HOW TO COMPLETE THIS TASK: Search the listing below for the line containing "HTTP adapter (feature". From there through the line containing "non-bad-request outcome —", transcribe every line exactly, both ends included.
※
//! AI extraction wire format
//!
//! The JSON object the model is asked to return, and its conversion into the
//! same records the local parser produces.

use chrono::NaiveDate;
use serde::Deserialize;

use super::AiError;
use crate::models::{
    CardioType, MacroBreakdown, ParsedFood, ParsedResult, ParsedWater, ParsedWorkout,
    StrengthExercise, WorkoutKind,
};

#[derive(Debug, Default, Deserialize)]
pub struct AiExtraction {
    #[serde(default)]
    pub foods: Vec<AiFood>,
    #[serde(default)]
    pub water_oz: Option<f64>,
    #[serde(default)]
    pub workouts: Vec<AiWorkout>,
}

/// A food with macros for the whole stated quantity
#[derive(Debug, Deserialize)]
pub struct AiFood {
    pub name: String,
    #[serde(default)]
    pub quantity: Option<f64>,
    #[serde(default)]
    pub calories: f64,
    #[serde(default)]
    pub protein: f64,
    #[serde(default)]
    pub carbs: f64,
    #[serde(default)]
    pub sugar: f64,
    #[serde(default)]
    pub fat: f64,
}

#[derive(Debug, Deserialize)]
pub struct AiWorkout {
    #[serde(rename = "type")]
    pub workout_type: String,
    pub activity: String,
    #[serde(default)]
    pub duration_minutes: Option<f64>,
    #[serde(default)]
    pub distance_miles: Option<f64>,
    #[serde(default)]
    pub sets: Option<u32>,
    #[serde(default)]
    pub reps: Option<u32>,
    #[serde(default)]
    pub is_complete: bool,
}

/// Parse the model's text reply, tolerating code fences or prose around the
/// JSON object
pub fn parse_extraction(reply: &str) -> Result<AiExtraction, AiError> {
    let start = reply
        .find('{')
        .ok_or_else(|| AiError::Malformed("No JSON object in reply".to_string()))?;
    let end = reply
        .rfind('}')
        .filter(|&end| end > start)
        .ok_or_else(|| AiError::Malformed("Unterminated JSON object in reply".to_string()))?;

    serde_json::from_str(&reply[start..=end]).map_err(|e| AiError::Malformed(e.to_string()))
}

impl AiExtraction {
    /// Convert into a `ParsedResult`. Records the local model cannot represent
    /// (unknown activities, empty names) are dropped.
    pub fn into_result(self, date: NaiveDate, raw_text: &str) -> ParsedResult {
        let foods = self
            .foods
            .into_iter()
            .filter(|f| !f.name.trim().is_empty())
            .map(|f| ParsedFood {
                name: f.name.trim().to_string(),
                quantity: f
                    .quantity
                    .filter(|q| q.is_finite() && *q > 0.0)
                    .unwrap_or(1.0),
                macros: MacroBreakdown::new(
                    whole(f.calories),
                    whole(f.protein),
                    whole(f.carbs),
                    whole(f.sugar),
                    whole(f.fat),
                ),
            })
            .collect();

        let water = self
            .water_oz
            .map(whole)
            .filter(|&oz| oz > 0)
            .map(|ounces| ParsedWater { ounces });

        let workouts = self
            .workouts
            .into_iter()
            .filter_map(AiWorkout::into_workout)
            .collect();

        ParsedResult {
            date,
            foods,
            water,
            workouts,
            raw_text: raw_text.to_string(),
        }
    }
}

impl AiWorkout {
    fn into_workout(self) -> Option<ParsedWorkout> {
        let kind = match self.workout_type.trim().to_lowercase().as_str() {
            "cardio" => WorkoutKind::Cardio {
                activity: CardioType::from_str(&self.activity)?,
            },
            "strength" => WorkoutKind::Strength {
                exercise: StrengthExercise::from_str(&self.activity)?,
            },
            other => {
                tracing::debug!(workout_type = %other, "Dropping AI workout of unknown type");
                return None;
            }
        };

        let mut workout = ParsedWorkout::new(kind);
        workout.duration_minutes = self.duration_minutes.map(whole).filter(|&m| m > 0);
        workout.distance_miles = self.distance_miles.filter(|d| d.is_finite() && *d > 0.0);
        workout.sets = self.sets.filter(|&s| s > 0);
        workout.reps = self.reps.filter(|&r| r > 0);
        workout.is_complete = self.is_complete;
        Some(workout)
    }
}

/// Round to a non-negative whole number
fn whole(value: f64) -> u32 {
    if value.is_finite() && value > 0.0 {
        value.round().min(u32::MAX as f64) as u32
    } else {
        0
    }
}

#[cfg(test)]
mod tests {
    use super::*;

    fn date() -> NaiveDate {
        NaiveDate::from_ymd_opt(2026, 1, 15).unwrap()
    }

    #[test]
    fn test_parse_fenced_reply() {
        let reply = "```json\n{\"foods\": [{\"name\": \"Big Mac\", \"quantity\": 1, \"calories\": 550, \"protein\": 25, \"carbs\": 45, \"sugar\": 9, \"fat\": 30}], \"water_oz\": 16, \"workouts\": []}\n```";
        let result = parse_extraction(reply).unwrap().into_result(date(), "raw");

        assert_eq!(result.foods.len(), 1);
        assert_eq!(result.foods[0].name, "Big Mac");
        assert_eq!(result.foods[0].macros, MacroBreakdown::new(550, 25, 45, 9, 30));
        assert_eq!(result.water, Some(ParsedWater { ounces: 16 }));
        assert_eq!(result.raw_text, "raw");
    }

    #[test]
    fn test_workouts_convert_and_unknown_are_dropped() {
        let reply = r#"{"workouts": [
            {"type": "cardio", "activity": "run", "distance_miles": 3.0, "duration_minutes": 30, "is_complete": true},
            {"type": "strength", "activity": "push-ups", "sets": 3, "reps": 15, "is_complete": true},
            {"type": "cardio", "activity": "zumba"},
            {"type": "yoga", "activity": "flow"}
        ]}"#;
        let result = parse_extraction(reply).unwrap().into_result(date(), "raw");

        assert_eq!(result.workouts.len(), 2);
        assert_eq!(
            result.workouts[0].kind,
            WorkoutKind::Cardio { activity: CardioType::Run }
        );
        assert_eq!(result.workouts[0].duration_minutes, Some(30));
        assert_eq!(
            result.workouts[1].kind,
            WorkoutKind::Strength { exercise: StrengthExercise::PushUps }
        );
        assert_eq!(result.workouts[1].reps, Some(15));
    }

    #[test]
    fn test_bad_values_are_sanitized() {
        let reply = r#"{"foods": [{"name": "Mystery stew", "quantity": -2, "calories": -10}, {"name": "  "}], "water_oz": 0}"#;
        let result = parse_extraction(reply).unwrap().into_result(date(), "raw");

        assert_eq!(result.foods.len(), 1);
        assert!((result.foods[0].quantity - 1.0).abs() < 0.001);
        assert_eq!(result.foods[0].macros.calories, 0);
        assert_eq!(result.water, None);
    }

    #[test]
    fn test_malformed_replies() {
        assert!(matches!(parse_extraction("no json here"), Err(AiError::Malformed(_))));
        assert!(matches!(parse_extraction("} {"), Err(AiError::Malformed(_))));
        assert!(matches!(parse_extraction("{\"foods\": 5}"), Err(AiError::Malformed(_))));
    }
}
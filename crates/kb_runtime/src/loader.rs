//! Top-level knowledge loader: selection → per-layer loading → assembly,
//! under the full-request deadline, with every failure folded into the
//! returned [`LoadResult`].

use std::path::PathBuf;
use std::sync::atomic::{AtomicU64, Ordering};
use std::sync::Arc;

use serde::{Deserialize, Serialize};
use tracing::{debug, warn};

use kb_events::{Event, EventBus, EventKind};

use crate::breaker::CircuitBreaker;
use crate::cache::{CacheStatsSnapshot, ContentCache};
use crate::capability::{CapabilityDispatcher, CapabilityRegistry};
use crate::config::RuntimeConfig;
use crate::context::{CancelToken, CorrelationId, RequestContext};
use crate::defaults;
use crate::error::LoadError;
use crate::fallback::FallbackProvider;
use crate::fingerprint::estimate_tokens;
use crate::index::{IndexSnapshot, KnowledgeIndex, LayerId};
use crate::layer::{FileFailure, LayerLoader, ServedFrom};
use crate::select::{Selection, Selector, SkipReason};
use crate::source::{ContentSource, FsSource};
use crate::timeout::{TimeoutLevel, Timeouts};

/// One load request. At least one of `task` / `layers` must be present;
/// `layers` may be `["*"]` to request every indexed layer.
#[derive(Debug, Clone, Default, Deserialize)]
#[serde(default)]
pub struct LoadRequest {
    pub task: Option<String>,
    pub layers: Option<Vec<String>>,
    pub token_budget: Option<u64>,
    pub timeout_override_ms: Option<u64>,
    /// Caller-supplied correlation id; generated when absent.
    pub correlation_id: Option<String>,
}
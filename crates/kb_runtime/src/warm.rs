//! Warm on-disk cache tier.
//!
//! Files are named by content fingerprint and survive process restarts. The
//! record format is self-describing so operators can safely delete the whole
//! directory: magic, version tag, length-prefixed payload, trailing checksum.
//! Anything that fails to parse or verify is treated as absent and pruned
//! best-effort.

use std::path::PathBuf;

use tracing::debug;

use crate::fingerprint::Fingerprint;

const MAGIC: [u8; 4] = *b"KBWC";
const VERSION: u16 = 1;
/// magic + version + payload length.
const HEADER_LEN: usize = 4 + 2 + 8;
const CHECKSUM_LEN: usize = 4;

pub(crate) struct WarmTier {
    dir: PathBuf,
}

impl WarmTier {
    pub(crate) fn new(dir: PathBuf) -> Self {
        if let Err(error) = std::fs::create_dir_all(&dir) {
            debug!(?error, dir = %dir.display(), "warm cache dir unavailable");
        }
        Self { dir }
    }

    fn entry_path(&self, fingerprint: &Fingerprint) -> PathBuf {
        self.dir.join(fingerprint.to_hex())
    }

    /// Returns the payload for `fingerprint`, or `None` for missing, corrupt,
    /// or version-mismatched entries. Bad entries are removed best-effort.
    pub(crate) async fn get(&self, fingerprint: &Fingerprint) -> Option<Vec<u8>> {
        let path = self.entry_path(fingerprint);
        let raw = tokio::fs::read(&path).await.ok()?;
        match decode(&raw) {
            Some(payload) => Some(payload),
            None => {
                debug!(path = %path.display(), "pruning corrupt warm cache entry");
                let _ = tokio::fs::remove_file(&path).await;
                None
            }
        }
    }

    /// Write-through persist. Failures are logged and swallowed; the warm
    /// tier is an optimization, never a correctness dependency.
    pub(crate) async fn put(&self, fingerprint: &Fingerprint, payload: &[u8]) {
        let path = self.entry_path(fingerprint);
        let tmp = path.with_extension("tmp");
        let encoded = encode(payload);
        if let Err(error) = tokio::fs::write(&tmp, &encoded).await {
            debug!(?error, path = %tmp.display(), "warm cache write failed");
            return;
        }
        if let Err(error) = tokio::fs::rename(&tmp, &path).await {
            debug!(?error, path = %path.display(), "warm cache rename failed");
            let _ = tokio::fs::remove_file(&tmp).await;
        }
    }
}

fn checksum(payload: &[u8]) -> [u8; CHECKSUM_LEN] {
    let digest = blake3::hash(payload);
    let mut out = [0u8; CHECKSUM_LEN];
    out.copy_from_slice(&digest.as_bytes()[..CHECKSUM_LEN]);
    out
}

fn encode(payload: &[u8]) -> Vec<u8> {
    let mut out = Vec::with_capacity(HEADER_LEN + payload.len() + CHECKSUM_LEN);
    out.extend_from_slice(&MAGIC);
    out.extend_from_slice(&VERSION.to_le_bytes());
    out.extend_from_slice(&(payload.len() as u64).to_le_bytes());
    out.extend_from_slice(payload);
    out.extend_from_slice(&checksum(payload));
    out
}

fn decode(raw: &[u8]) -> Option<Vec<u8>> {
    if raw.len() < HEADER_LEN + CHECKSUM_LEN {
        return None;
    }
    if raw[..4] != MAGIC {
        return None;
    }
    let version = u16::from_le_bytes([raw[4], raw[5]]);
    if version != VERSION {
        return None;
    }
    let len = u64::from_le_bytes(raw[6..14].try_into().ok()?) as usize;
    let expected_total = HEADER_LEN.checked_add(len)?.checked_add(CHECKSUM_LEN)?;
    if raw.len() != expected_total {
        return None;
    }
    let payload = &raw[HEADER_LEN..HEADER_LEN + len];
    if raw[HEADER_LEN + len..] != checksum(payload) {
        return None;
    }
    Some(payload.to_vec())
}

#[cfg(test)]
mod tests {
    use super::*;

    #[test]
    fn encode_decode_round_trip() {
        let payload = b"# core principles\nkeep it small\n";
        assert_eq!(decode(&encode(payload)).as_deref(), Some(&payload[..]));
        assert_eq!(decode(&encode(b"")).as_deref(), Some(&b""[..]));
    }

    #[test]
    fn decode_rejects_corruption() {
        let mut raw = encode(b"payload");
        raw[HEADER_LEN] ^= 0xff;
        assert_eq!(decode(&raw), None);

        let mut truncated = encode(b"payload");
        truncated.pop();
        assert_eq!(decode(&truncated), None);

        let mut bad_magic = encode(b"payload");
        bad_magic[0] = b'X';
        assert_eq!(decode(&bad_magic), None);

        let mut bad_version = encode(b"payload");
        bad_version[4] = 0xff;
        assert_eq!(decode(&bad_version), None);

        assert_eq!(decode(b"short"), None);
    }

    #[tokio::test]
    async fn tier_round_trips_and_prunes_corruption() {
        let dir = tempfile::tempdir().expect("tempdir");
        let tier = WarmTier::new(dir.path().to_path_buf());
        let fingerprint = Fingerprint::of(b"aaa");

        assert_eq!(tier.get(&fingerprint).await, None);
        tier.put(&fingerprint, b"aaa").await;
        assert_eq!(tier.get(&fingerprint).await.as_deref(), Some(&b"aaa"[..]));

        // Scribble over the stored entry; the next read prunes it.
        let path = dir.path().join(fingerprint.to_hex());
        tokio::fs::write(&path, b"garbage").await.expect("write");
        assert_eq!(tier.get(&fingerprint).await, None);
        assert!(!path.exists());
    }
}
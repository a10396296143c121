//! HTTP adapter (feature `http`): a single `POST /load` route.
//!
//! Transport only. The handler maps the JSON body onto a [`LoadRequest`],
//! runs the loader, and mirrors the MCP response shape back. Any
//! non-bad-request outcome — including `timeout` and `circuit_open` — is a
//! 200 with the status in the body; only `BadRequest` is a 400. Server
//! lifecycle (bind, shutdown) belongs to the embedding binary.

use std::sync::Arc;

use axum::extract::State;
use axum::http::StatusCode;
use axum::routing::post;
use axum::{Json, Router};
use serde::{Deserialize, Serialize};

use crate::error::LoadError;
use crate::loader::{KnowledgeLoader, LoadRequest, LoadResult, LoadStatus, Warning};

/// JSON body for `POST /load`; all fields optional, mirroring
/// [`LoadRequest`].
#[derive(Debug, Clone, Default, Deserialize)]
#[serde(default)]
pub struct LoadBody {
    pub task: Option<String>,
    pub layers: Option<Vec<String>>,
    pub token_budget: Option<u64>,
    pub timeout_ms: Option<u64>,
    pub correlation_id: Option<String>,
}

/// JSON response for `POST /load`.
#[derive(Debug, Clone, Serialize)]
pub struct LoadResponse {
    pub content: String,
    pub status: LoadStatus,
    pub layers_loaded: Vec<String>,
    pub layers_requested: Vec<String>,
    pub duration_ms: u64,
    pub approximate_tokens: u64,
    pub warnings: Vec<Warning>,
    pub correlation_id: String,
}

impl From<LoadResult> for LoadResponse {
    fn from(result: LoadResult) -> Self {
        Self {
            content: result.content,
            status: result.status,
            layers_loaded: result.layers_loaded,
            layers_requested: result.layers_requested,
            duration_ms: result.duration_ms,
            approximate_tokens: result.approximate_tokens,
            warnings: result.warnings,
            correlation_id: result.correlation_id,
        }
    }
}

#[derive(Debug, Clone, Serialize)]
pub struct ErrorBody {
    pub error: String,
}

/// Builds the router. Mount it wherever the host binary serves.
pub fn router(loader: Arc<KnowledgeLoader>) -> Router {
    Router::new()
        .route("/load", post(load_handler))
        .with_state(loader)
}

async fn load_handler(
    State(loader): State<Arc<KnowledgeLoader>>,
    Json(body): Json<LoadBody>,
) -> Result<Json<LoadResponse>, (StatusCode, Json<ErrorBody>)> {
    let result = loader
        .load(LoadRequest {
            task: body.task,
            layers: body.layers,
            token_budget: body.token_budget,
            timeout_override_ms: body.timeout_ms,
            correlation_id: body.correlation_id,
        })
        .await;
    match result {
        Ok(result) => Ok(Json(LoadResponse::from(result))),
        Err(error @ LoadError::BadRequest { .. }) => Err((
            StatusCode::BAD_REQUEST,
            Json(ErrorBody {
                error: error.to_string(),
            }),
        )),
        Err(error) => Err((
            StatusCode::INTERNAL_SERVER_ERROR,
            Json(ErrorBody {
                error: error.to_string(),
            }),
        )),
    }
}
※
ANSWER:
//! HTTP adapter (feature `http`): a single `POST /load` route.
//!
//! Transport only. The handler maps the JSON body onto a [`LoadRequest`],
//! runs the loader, and mirrors the MCP response shape back. Any
//! non-bad-request outcome — including `timeout` and `circuit_open` — is a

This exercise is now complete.